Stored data
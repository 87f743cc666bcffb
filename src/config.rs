//! Pipeline configuration

use crate::error::{MarkovifyError, Result};
use serde::{Deserialize, Serialize};

/// Configuration for the next-action feature pipeline.
///
/// Built with the `with_*` methods and checked once by [`validate`] before
/// any data is touched, so misuse surfaces as a [`MarkovifyError::ConfigError`]
/// instead of a silently wrong dataset.
///
/// [`validate`]: MarkovifyConfig::validate
#[derive(Debug, Clone, Serialize, Deserialize)]
pub struct MarkovifyConfig {
    /// Markov order: number of consecutive events forming one training
    /// context. `order = 1` derives only the next-action label; higher
    /// orders add `order - 1` prior-action columns per row.
    pub order: usize,

    /// Fraction of whole sessions held out by the sampling stage, in
    /// `[0, 1]`. `0.0` disables sampling and keeps every session.
    pub subset: f64,

    /// Vocabulary bound for each TF-IDF text block.
    pub max_text_features: usize,

    /// Seed for session sampling and fold shuffling. `None` draws from
    /// entropy, making those stages non-deterministic.
    pub random_state: Option<u64>,
}

impl Default for MarkovifyConfig {
    fn default() -> Self {
        Self {
            order: 1,
            subset: 0.0,
            max_text_features: 100,
            random_state: None,
        }
    }
}

impl MarkovifyConfig {
    pub fn new() -> Self {
        Self::default()
    }

    pub fn with_order(mut self, order: usize) -> Self {
        self.order = order;
        self
    }

    pub fn with_subset(mut self, subset: f64) -> Self {
        self.subset = subset;
        self
    }

    pub fn with_max_text_features(mut self, max_text_features: usize) -> Self {
        self.max_text_features = max_text_features;
        self
    }

    pub fn with_random_state(mut self, seed: u64) -> Self {
        self.random_state = Some(seed);
        self
    }

    /// Rejects unusable settings before the first data pass.
    pub fn validate(&self) -> Result<()> {
        if self.order < 1 {
            return Err(MarkovifyError::ConfigError(format!(
                "order must be at least 1, got {}",
                self.order
            )));
        }
        if !self.subset.is_finite() || !(0.0..=1.0).contains(&self.subset) {
            return Err(MarkovifyError::ConfigError(format!(
                "subset must lie in [0, 1], got {}",
                self.subset
            )));
        }
        if self.max_text_features < 1 {
            return Err(MarkovifyError::ConfigError(
                "max_text_features must be at least 1".to_string(),
            ));
        }
        Ok(())
    }

    /// Number of prior-action columns derived per row.
    pub fn lag_depth(&self) -> usize {
        self.order.saturating_sub(1)
    }
}

#[cfg(test)]
mod tests {
    use super::*;

    #[test]
    fn test_default_config_is_valid() {
        let config = MarkovifyConfig::default();
        assert!(config.validate().is_ok());
        assert_eq!(config.order, 1);
        assert_eq!(config.subset, 0.0);
        assert_eq!(config.max_text_features, 100);
        assert_eq!(config.lag_depth(), 0);
    }

    #[test]
    fn test_builder_methods() {
        let config = MarkovifyConfig::new()
            .with_order(3)
            .with_subset(0.25)
            .with_max_text_features(50)
            .with_random_state(42);
        assert!(config.validate().is_ok());
        assert_eq!(config.order, 3);
        assert_eq!(config.subset, 0.25);
        assert_eq!(config.max_text_features, 50);
        assert_eq!(config.random_state, Some(42));
        assert_eq!(config.lag_depth(), 2);
    }

    #[test]
    fn test_zero_order_is_rejected() {
        let config = MarkovifyConfig::new().with_order(0);
        let err = config.validate().unwrap_err();
        assert!(matches!(err, MarkovifyError::ConfigError(_)));
    }

    #[test]
    fn test_out_of_range_subset_is_rejected() {
        for subset in [-0.1, 1.5, f64::NAN, f64::INFINITY] {
            let config = MarkovifyConfig::new().with_subset(subset);
            assert!(
                config.validate().is_err(),
                "subset {subset} should be rejected"
            );
        }
        assert!(MarkovifyConfig::new().with_subset(1.0).validate().is_ok());
    }

    #[test]
    fn test_zero_text_features_is_rejected() {
        let config = MarkovifyConfig::new().with_max_text_features(0);
        assert!(config.validate().is_err());
    }
}
/// The unit surfaced at the connection API boundary
#[derive(Debug, Clone)]
pub struct Packet {
    /// Stream index into the probed/declared codec list
    pub idx: usize,
    /// Presentation time in milliseconds (32-bit, may wrap)
    pub time: u32,
    /// Composition time offset in milliseconds (B-frames)
    pub composition_time: i32,
    /// Keyframe flag (always false for audio)
    pub is_keyframe: bool,
    /// Codec payload
    pub data: Bytes,
}

/// Per-stream codec description derived from sequence headers
#[derive(Debug, Clone)]
pub enum CodecData {
    H264 {
        /// The raw AVCDecoderConfigurationRecord
        record: Bytes,
        config: AvcConfig,
        width: u32,
        height: u32,
    },
    Aac {
        config: AudioSpecificConfig,
    },
}

impl CodecData {
    /// Build an H.264 description from an AVCDecoderConfigurationRecord
    pub fn from_avc_record(record: Bytes) -> Result<Self> {
        let config = AvcConfig::parse(record.clone())?;
        let (width, height) = config.dimensions()?;
        Ok(CodecData::H264 {
            record,
            config,
            width,
            height,
        })
    }

    /// Build an AAC description from an AudioSpecificConfig
    pub fn from_audio_specific_config(asc: Bytes) -> Result<Self> {
        let config = AudioSpecificConfig::parse(asc)?;
        Ok(CodecData::Aac { config })
    }

    pub fn is_video(&self) -> bool {
        matches!(self, CodecData::H264 { .. })
    }

    pub fn is_audio(&self) -> bool {
        matches!(self, CodecData::Aac { .. })
    }

    /// Coded width (video only)
    pub fn width(&self) -> Option<u32> {
        match self {
            CodecData::H264 { width, .. } => Some(*width),
            _ => None,
        }
    }

    /// Coded height (video only)
    pub fn height(&self) -> Option<u32> {
        match self {
            CodecData::H264 { height, .. } => Some(*height),
            _ => None,
        }
    }

    /// Sample rate in Hz (audio only)
    pub fn sample_rate(&self) -> Option<u32> {
        match self {
            CodecData::Aac { config } => Some(config.sampling_frequency),
            _ => None,
        }
    }

    /// Channel count (audio only)
    pub fn channels(&self) -> Option<u8> {
        match self {
            CodecData::Aac { config } => Some(config.channel_configuration),
            _ => None,
        }
    }
}
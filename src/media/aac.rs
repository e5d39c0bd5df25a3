//! AAC audio configuration parsing
//!
//! RTMP transports AAC in raw frames (no ADTS headers). The sequence-header
//! audio tag carries the AudioSpecificConfig, which is bit-packed:
//!
//! ```text
//! audioObjectType: 5 bits
//! samplingFrequencyIndex: 4 bits
//! if (samplingFrequencyIndex == 0xF) samplingFrequency: 24 bits
//! channelConfiguration: 4 bits
//! ```

use bytes::Bytes;

use crate::error::{MediaError, Result};

/// AudioSpecificConfig (from the AAC sequence header)
#[derive(Debug, Clone)]
pub struct AudioSpecificConfig {
    /// Audio object type (2 = AAC LC, the common case)
    pub audio_object_type: u8,
    /// Sampling frequency index
    pub sampling_frequency_index: u8,
    /// Sampling frequency in Hz
    pub sampling_frequency: u32,
    /// Channel configuration (1=mono, 2=stereo, ...)
    pub channel_configuration: u8,
    /// Raw config bytes (echoed back out in sequence-header tags)
    pub raw: Bytes,
}

impl AudioSpecificConfig {
    /// Standard sampling frequencies by index
    const SAMPLING_FREQUENCIES: [u32; 13] = [
        96000, 88200, 64000, 48000, 44100, 32000, 24000, 22050, 16000, 12000, 11025, 8000, 7350,
    ];

    /// Parse from AAC sequence header data
    pub fn parse(data: Bytes) -> Result<Self> {
        if data.len() < 2 {
            return Err(MediaError::InvalidAacConfig.into());
        }

        let b0 = data[0];
        let b1 = data[1];

        let audio_object_type = (b0 >> 3) & 0x1F;
        let sampling_frequency_index = ((b0 & 0x07) << 1) | ((b1 >> 7) & 0x01);

        let (sampling_frequency, channel_configuration) = if sampling_frequency_index == 0x0F {
            // Explicit frequency in the next 24 bits, then channels
            if data.len() < 6 {
                return Err(MediaError::InvalidAacConfig.into());
            }
            let f0 = (data[1] & 0x7F) as u32;
            let f1 = data[2] as u32;
            let f2 = data[3] as u32;
            let f3 = (data[4] >> 1) as u32;
            let freq = (f0 << 17) | (f1 << 9) | (f2 << 1) | f3;
            let channels = ((data[4] & 0x01) << 3) | ((data[5] >> 5) & 0x07);
            (freq, channels)
        } else if (sampling_frequency_index as usize) < Self::SAMPLING_FREQUENCIES.len() {
            let freq = Self::SAMPLING_FREQUENCIES[sampling_frequency_index as usize];
            let channels = (b1 >> 3) & 0x0F;
            (freq, channels)
        } else {
            return Err(MediaError::InvalidAacConfig.into());
        };

        Ok(AudioSpecificConfig {
            audio_object_type,
            sampling_frequency_index,
            sampling_frequency,
            channel_configuration,
            raw: data,
        })
    }
}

§ **Try it**:
Which lines in the records above contain the word "Serialize"? Copy each one.

§ **Exercise result**:
use serde::{Deserialize, Serialize};
#[derive(Debug, Clone, Serialize, Deserialize)]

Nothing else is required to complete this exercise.